Her words hit like slow poison. Not fast enough to knock me down, but enough to burn with every breath.
"Doctor," she whispered, voice suddenly softer, like she was mourning. "I just wanted to say my daughter is a doctor. Is that so wrong?"
"Maybe I just wanted to say my mother is proud. Is that so wrong?"
Silence.
Her eyes darted toward me, glassy and sharp all at once. Then she turned her back and picked up the knife again, like that was the end of it.
But it wasn't. Not for me.
In College
The day was slipping into golden hour when Zara flopped onto the grassy bench outside her college's main gate, her tote bag thudding beside her. She had just wrapped up a low-budget, last-minute shoot for an upcoming local brand. Nothing major—just a couple of cotton kurtas and a moody sky—but she felt oddly satisfied. Her face was flushed from the heat, her eyeliner slightly smudged, and she looked like the kind of girl who was too tired to care, but just pretty enough to pull it off.
Nidhi slid in next to her, phone already in hand, eyes gleaming with gossip.
“You have to see this guy,” she said, practically vibrating with excitement.
“Another one?” Zara smirked. “Do you ever rest?”
“I do. But not when God sends men like this to Earth.”
Zara snorted and took a sip of her warm iced coffee. Nidhi turned her screen toward her.
There he was.
Adrian.
Instagram: @adrianthorne
The profile picture was intentionally mysterious—a black-and-white shot of him from the side, head slightly turned away, a sliver of jawline and nose. Clean, sharp. He looked like someone who probably had a playlist called “Midnight Gym Sadness” and a second account he didn’t tell anyone about.

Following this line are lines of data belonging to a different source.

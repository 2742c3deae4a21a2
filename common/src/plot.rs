use core::fmt::Debug;
use std::{
    fs,
    path::{Path, PathBuf},
};

use eyre::{Context, ContextCompat, Result};
use itertools::Itertools;
use plotters::prelude::*;
use tracing::{debug, error, warn};

use crate::{
    config::Settings,
    result::BenchmarkRecord,
    util::{discrete_bounds, log_bounds},
};

pub const COMPARISON_FILENAME: &str = "performance_comparison_loglog.svg";
pub const SCALABILITY_FILENAME: &str = "std_thread_scalability.svg";
const CPU_TIME_LABEL: &str = "CPU Time (nanoseconds)";

#[derive(Debug, Clone, PartialEq)]
pub enum PlotOutcome {
    Written(PathBuf),
    /// Nothing to draw, with the reason
    Skipped(String),
    Failed(String),
}

pub trait Plot: Debug {
    /// Name used in console messages
    fn name(&self) -> &'static str;
    /// Draws the plot into `plot_dir`
    ///
    /// Arguments:
    /// * `records` - Loaded measurement rows, all with an input size
    /// * `plot_dir` - Output directory, already created
    /// * `settings` - Run settings, for the threaded variant and image sizes
    fn plot(
        &self,
        records: &[BenchmarkRecord],
        plot_dir: &Path,
        settings: &Settings,
    ) -> Result<PlotOutcome>;
}

/// One line of a chart: points sorted by x
#[derive(Debug, Clone, PartialEq)]
pub struct Series {
    pub label: String,
    pub points: Vec<(u64, f64)>,
}

impl Series {
    fn from_records<'a, I, F>(label: String, records: I, x: F) -> Self
    where
        I: IntoIterator<Item = &'a BenchmarkRecord>,
        F: Fn(&BenchmarkRecord) -> Option<u64>,
    {
        let mut points = records
            .into_iter()
            .filter_map(|r| Some((x(r)?, r.cpu_time_ns())))
            .collect::<Vec<_>>();
        points.sort_by_key(|p| p.0);
        Self { label, points }
    }
}

/// The threaded variant gets one line per thread count when thread counts
/// are known, every other variant a single line over input size.
pub fn comparison_series(records: &[BenchmarkRecord], threaded_variant: &str) -> Vec<Series> {
    let variants = records.iter().map(|r| r.variant.as_str()).unique();
    let mut series = Vec::new();
    for variant in variants {
        let rows = records.iter().filter(|r| r.variant == variant).collect::<Vec<_>>();
        let is_threaded = !threaded_variant.is_empty() && variant == threaded_variant;
        let thread_counts = rows
            .iter()
            .filter_map(|r| r.threads)
            .sorted_unstable()
            .dedup()
            .collect::<Vec<_>>();

        if is_threaded && !thread_counts.is_empty() {
            for threads in thread_counts {
                series.push(Series::from_records(
                    format!("{variant} ({threads} thr)"),
                    rows.iter().copied().filter(|r| r.threads == Some(threads)),
                    |r| r.size,
                ));
            }
        } else {
            series.push(Series::from_records(variant.to_owned(), rows, |r| r.size));
        }
    }
    series
}

#[derive(Debug, Clone, PartialEq)]
pub struct ScalingSeries {
    pub variant: String,
    /// Largest input size seen for the variant
    pub size: u64,
    pub series: Series,
}

/// Cpu time over thread count for the threaded variant at its largest input size.
///
/// `None` when the variant is absent or has no thread counts at that size.
pub fn scalability_series(
    records: &[BenchmarkRecord],
    threaded_variant: &str,
) -> Option<ScalingSeries> {
    if threaded_variant.is_empty() {
        return None;
    }
    let rows = records
        .iter()
        .filter(|r| r.variant == threaded_variant)
        .collect::<Vec<_>>();
    let size = rows.iter().filter_map(|r| r.size).max()?;
    let series = Series::from_records(
        threaded_variant.to_owned(),
        rows.into_iter().filter(|r| r.size == Some(size)),
        |r| r.threads,
    );
    if series.points.is_empty() {
        return None;
    }
    Some(ScalingSeries {
        variant: threaded_variant.to_owned(),
        size,
        series,
    })
}

#[derive(Debug, Default, Clone)]
pub struct ComparisonPlot;

impl Plot for ComparisonPlot {
    fn name(&self) -> &'static str {
        "performance comparison"
    }

    fn plot(
        &self,
        records: &[BenchmarkRecord],
        plot_dir: &Path,
        settings: &Settings,
    ) -> Result<PlotOutcome> {
        let series = comparison_series(records, &settings.threaded_variant);
        let x_range = log_bounds(
            series.iter().flat_map(|s| s.points.iter().map(|p| p.0 as f64)),
            1.5,
        );
        let y_range = log_bounds(
            series.iter().flat_map(|s| s.points.iter().map(|p| p.1)),
            1.5,
        );
        let (Some(x_range), Some(y_range)) = (x_range, y_range) else {
            return Ok(PlotOutcome::Skipped(
                "no positive input sizes or cpu times to draw on log axes".to_owned(),
            ));
        };
        debug!("Comparison plot with {} series", series.len());

        let filepath = plot_dir.join(COMPARISON_FILENAME);
        let root = SVGBackend::new(&filepath, settings.comparison_size).into_drawing_area();
        root.fill(&WHITE)?;
        let mut chart = ChartBuilder::on(&root)
            .caption(
                "Bitonic Sort Performance Comparison",
                ("sans-serif", 28).into_font(),
            )
            .margin(15)
            .x_label_area_size(50)
            .y_label_area_size(90)
            .build_cartesian_2d(x_range.log_scale().base(2.0), y_range.log_scale())?;
        chart
            .configure_mesh()
            .x_desc("Input Size (N)")
            .y_desc(CPU_TIME_LABEL)
            .x_label_formatter(&|x| format!("{}", x.round() as u64))
            .y_label_formatter(&|y| format!("{y:.0e}"))
            .draw()?;

        for (i, s) in series.iter().enumerate() {
            let points = s
                .points
                .iter()
                .filter(|(x, y)| *x > 0 && *y > 0.0)
                .map(|&(x, y)| (x as f64, y))
                .collect::<Vec<_>>();
            let color = Palette99::pick(i).mix(1.0);
            chart
                .draw_series(LineSeries::new(points.clone(), color.stroke_width(2)))?
                .label(s.label.as_str())
                .legend(move |(x, y)| PathElement::new(vec![(x, y), (x + 20, y)], color));
            chart.draw_series(points.into_iter().map(|p| Circle::new(p, 3, color.filled())))?;
        }
        chart
            .configure_series_labels()
            .position(SeriesLabelPosition::UpperLeft)
            .background_style(WHITE.mix(0.8))
            .border_style(BLACK)
            .draw()?;
        root.present()
            .with_context(|| format!("Write {}", filepath.display()))?;

        Ok(PlotOutcome::Written(filepath.clone()))
    }
}

#[derive(Debug, Default, Clone)]
pub struct ScalabilityPlot;

impl Plot for ScalabilityPlot {
    fn name(&self) -> &'static str {
        "scalability"
    }

    fn plot(
        &self,
        records: &[BenchmarkRecord],
        plot_dir: &Path,
        settings: &Settings,
    ) -> Result<PlotOutcome> {
        let variant = &settings.threaded_variant;
        if !records.iter().any(|r| !variant.is_empty() && r.variant == *variant) {
            return Ok(PlotOutcome::Skipped(format!(
                "{variant} sorter not found in data"
            )));
        }
        let Some(scaling) = scalability_series(records, variant) else {
            return Ok(PlotOutcome::Skipped(format!(
                "{variant} rows at the largest input size carry no thread counts"
            )));
        };

        let x_range = discrete_bounds(scaling.series.points.iter().map(|p| p.0))
            .context("Scalability series without points")?;
        let y_max = scaling
            .series
            .points
            .iter()
            .map(|p| p.1)
            .fold(0.0, f64::max);
        let y_range = 0.0..if y_max > 0.0 { y_max * 1.1 } else { 1.0 };

        let filepath = plot_dir.join(SCALABILITY_FILENAME);
        let root = SVGBackend::new(&filepath, settings.scalability_size).into_drawing_area();
        root.fill(&WHITE)?;
        let mut chart = ChartBuilder::on(&root)
            .caption(
                format!("{} Scalability (N={})", scaling.variant, scaling.size),
                ("sans-serif", 28).into_font(),
            )
            .margin(15)
            .x_label_area_size(50)
            .y_label_area_size(90)
            .build_cartesian_2d(x_range, y_range)?;
        chart
            .configure_mesh()
            .x_desc("Number of Threads")
            .y_desc(CPU_TIME_LABEL)
            .y_label_formatter(&|y| format!("{y:.2e}"))
            .draw()?;

        let color = Palette99::pick(0).mix(1.0);
        chart.draw_series(LineSeries::new(
            scaling.series.points.clone(),
            color.stroke_width(2),
        ))?;
        chart.draw_series(
            scaling
                .series
                .points
                .iter()
                .map(|p| Circle::new(*p, 3, color.filled())),
        )?;
        root.present()
            .with_context(|| format!("Write {}", filepath.display()))?;

        Ok(PlotOutcome::Written(filepath.clone()))
    }
}

pub fn default_plots() -> Vec<Box<dyn Plot>> {
    vec![Box::new(ComparisonPlot), Box::new(ScalabilityPlot)]
}

pub fn ensure_plot_dir(dir: &Path) -> Result<()> {
    if !dir.exists() {
        fs::create_dir_all(dir).with_context(|| format!("Create plot dir {}", dir.display()))?;
    }
    Ok(())
}

/// Runs every plot in turn; one failing plot does not stop the rest
pub fn render_plots(
    plots: &[Box<dyn Plot>],
    records: &[BenchmarkRecord],
    settings: &Settings,
) -> Result<Vec<PlotOutcome>> {
    if plots.is_empty() {
        debug!("No plots");
        return Ok(Vec::new());
    }
    ensure_plot_dir(&settings.output_dir)?;

    let mut outcomes = Vec::with_capacity(plots.len());
    for plot in plots {
        let outcome = match plot.plot(records, &settings.output_dir, settings) {
            Ok(outcome) => outcome,
            Err(err) => {
                error!("Error generating {} plot: {err:#}", plot.name());
                PlotOutcome::Failed(format!("{err:#}"))
            }
        };
        match &outcome {
            PlotOutcome::Written(path) => {
                println!("Saved {} plot to {}", plot.name(), path.display())
            }
            PlotOutcome::Skipped(reason) => warn!("Skipping {} plot: {reason}", plot.name()),
            PlotOutcome::Failed(_) => {}
        }
        outcomes.push(outcome);
    }
    Ok(outcomes)
}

“Who is this?” Zara asked, brows raising despite herself.
“Adrian Thorne. Half-Indian, half-some-kind-of-foreign, I think. He was considered as the best basketball player in school. He is studying Architect in France and belongs to a real estate tycoon. He’s hot. I’m obsessed. Don’t judge me.”

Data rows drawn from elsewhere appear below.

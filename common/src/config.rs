use std::path::{Path, PathBuf};

use eyre::{Context, Result};
use serde::{Deserialize, Serialize};

use crate::DEFAULT_THREADED_VARIANT;

#[derive(Debug, Clone, PartialEq, Serialize, Deserialize)]
#[serde(default, deny_unknown_fields)]
pub struct Settings {
    /// Google Benchmark CSV output
    pub input: PathBuf,
    /// Where the charts are written, created if absent
    pub output_dir: PathBuf,
    pub threaded_variant: String,
    pub comparison_size: (u32, u32),
    pub scalability_size: (u32, u32),
}

impl Default for Settings {
    fn default() -> Self {
        Self {
            input: PathBuf::from("doc/data/performance_results.csv"),
            output_dir: PathBuf::from("doc/figures"),
            threaded_variant: DEFAULT_THREADED_VARIANT.to_owned(),
            comparison_size: (1400, 800),
            scalability_size: (1000, 600),
        }
    }
}

impl Settings {
    pub fn from_yaml(yaml: &str) -> Result<Self> {
        serde_yml::from_str(yaml).context("Parse settings")
    }

    pub fn from_file(path: &Path) -> Result<Self> {
        let yaml = std::fs::read_to_string(path)
            .with_context(|| format!("Read settings file {}", path.display()))?;
        Self::from_yaml(&yaml)
    }
}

Zara raised her hands in mock surrender. “I’m not judging. I’m just... confused. How do you know so much?”
Nidhi beamed. “We have one mutual friend. Aarav from school. He posted a group pic last week. I went down the rabbit hole. And I am never coming out.”
Zara scrolled for a second.
There were game clips—Adrian cutting through defenders like they were air, the crowd a blur behind him. There were mirror selfies in sleek locker rooms, some blurry rooftop shots with soft captions like “Some nights hit different.” His aesthetic was clean, minimal, but curated enough to feel calculated. His vibe wasn’t just “hot guy who plays ball.” It was “hot guy who knows he could wreck your life but chooses not to.”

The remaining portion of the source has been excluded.